Blayney M P, Logan D R
Department of Neonatology, Queen's University, Kingston General Hospital, Ontario, Canada.
Arch Dis Child Fetal Neonatal Ed. 1994 Jul;71(1):F32-5. doi: 10.1136/fn.71.1.f32.
After intubation in newborn infants, the placement of the endotracheal tube in the trachea must be checked by a chest radiograph. The most commonly used reference point for placement is the medial ends of the clavicles. The position of the clavicles may be variable. The present study was carried out to determine whether the body of the first thoracic vertebra should be used instead of the clavicles because its position on chest radiographs is more constant. Seventy eight radiographs obtained from 35 neonates were examined prospectively. The carina was situated between T3 and T5, most commonly at T3-4 or T4 (85%). The position of the clavicles varied markedly from patient to patient and within the same patient on different days, and this variation was significantly higher than that of the carina. On 65 (83%) examinations the clavicles lay above the first thoracic vertebra. It is recommended that, for accurate placement within the trachea, the tip of the endotracheal tube should be placed at the level of the body of the first thoracic vertebra; this could be used as the sole reference point on chest radiographs obtained in the neonatal period.
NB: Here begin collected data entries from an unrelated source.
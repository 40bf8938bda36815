//! `tally`: command-line client for the accounting backend.
//!
//! Runs the import wizard non-interactively, downloads import templates and
//! lists accounting records.

use std::future::Future;
use std::path::PathBuf;
use std::sync::Arc;

use anyhow::{Context, Result, bail};
use clap::{Args, Parser, Subcommand, ValueEnum};
use tally_core::{Account, CostCenter, Invoice, JournalEntry, LedgerEvent, PaymentTerm, ThirdParty};
use tally_import::{
    BatchAction, HttpImportSessions, ImportSessionApi, UploadFile, WizardController, WizardStep,
};
use tally_platform::{
    ApiClient, ClientConfig, ColumnMapping, EventBus, ImportPolicy, ImportStatus, PageRequest,
    Resource, ResourceClient, TemplateFormat,
};
use tracing::{info, warn};
use tracing_subscriber::EnvFilter;

mod report;

#[derive(Parser, Debug)]
#[command(name = "tally")]
#[command(about = "Accounting backend client and data import tool")]
#[command(version)]
struct Cli {
    /// Backend base URL
    #[arg(long, env = "TALLY_API_URL")]
    api_url: Option<String>,

    /// Bearer token sent with every request
    #[arg(long, env = "TALLY_API_TOKEN", hide_env_values = true)]
    api_token: Option<String>,

    #[command(subcommand)]
    command: Command,
}

#[derive(Subcommand, Debug)]
enum Command {
    /// List models that accept imports
    Models,
    /// Show the importable fields of a model
    Fields { model: String },
    /// Import a CSV, XLSX or JSON file
    Import(ImportArgs),
    /// Download an empty import template, or a filled example
    Template(TemplateArgs),
    /// List records of an accounting resource
    List(ListArgs),
}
新生儿插管后,必须通过胸部X线片检查气管内导管在气管内的位置。最常用的位置参考点是锁骨内侧端。锁骨的位置可能会有所不同。本研究旨在确定是否应使用第一胸椎椎体代替锁骨,因为其在胸部X线片上的位置更恒定。对从35例新生儿获得的78张X线片进行了前瞻性检查。隆突位于T3和T5之间,最常见于T3 - 4或T4(85%)。不同患者之间以及同一患者在不同日期锁骨的位置差异明显,且这种差异显著高于隆突的差异。在65次(83%)检查中,锁骨位于第一胸椎椎体上方。建议为准确放置在气管内,气管内导管尖端应放置在第一胸椎椎体水平;这可作为新生儿期获得的胸部X线片上的唯一参考点。